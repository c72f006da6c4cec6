//! Declarative construction of terms from input blocks.
//!
//! Each object category has a closed enum tagged by `type`, so an input
//! block such as
//!
//! ```toml
//! type = "PoreDiffusion"
//! variable = "c"
//! porosity = "eps"
//! diffusivity = 1.5e-9
//! ```
//!
//! deserializes into the variant carrying that term's configuration.
//! [`KernelConfig::build`] and its siblings resolve field names and return
//! the boxed term.

mod catalogue;
mod deck;

pub use catalogue::{
    AuxKernelConfig, BoundaryConditionConfig, InitialConditionConfig, InterfaceKernelConfig,
    KernelConfig,
};
pub use deck::{InputDeck, Terms};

Required work: Word for word, restate the material above.

Answer box:
repository c72f006da6c4cec6
//! Declarative construction of terms from input blocks.
//!
//! Each object category has a closed enum tagged by `type`, so an input
//! block such as
//!
//! ```toml
//! type = "PoreDiffusion"
//! variable = "c"
//! porosity = "eps"
//! diffusivity = 1.5e-9
//! ```
//!
//! deserializes into the variant carrying that term's configuration.
//! [`KernelConfig::build`] and its siblings resolve field names and return
//! the boxed term.

mod catalogue;
mod deck;

pub use catalogue::{
    AuxKernelConfig, BoundaryConditionConfig, InitialConditionConfig, InterfaceKernelConfig,
    KernelConfig,
};
pub use deck::{InputDeck, Terms};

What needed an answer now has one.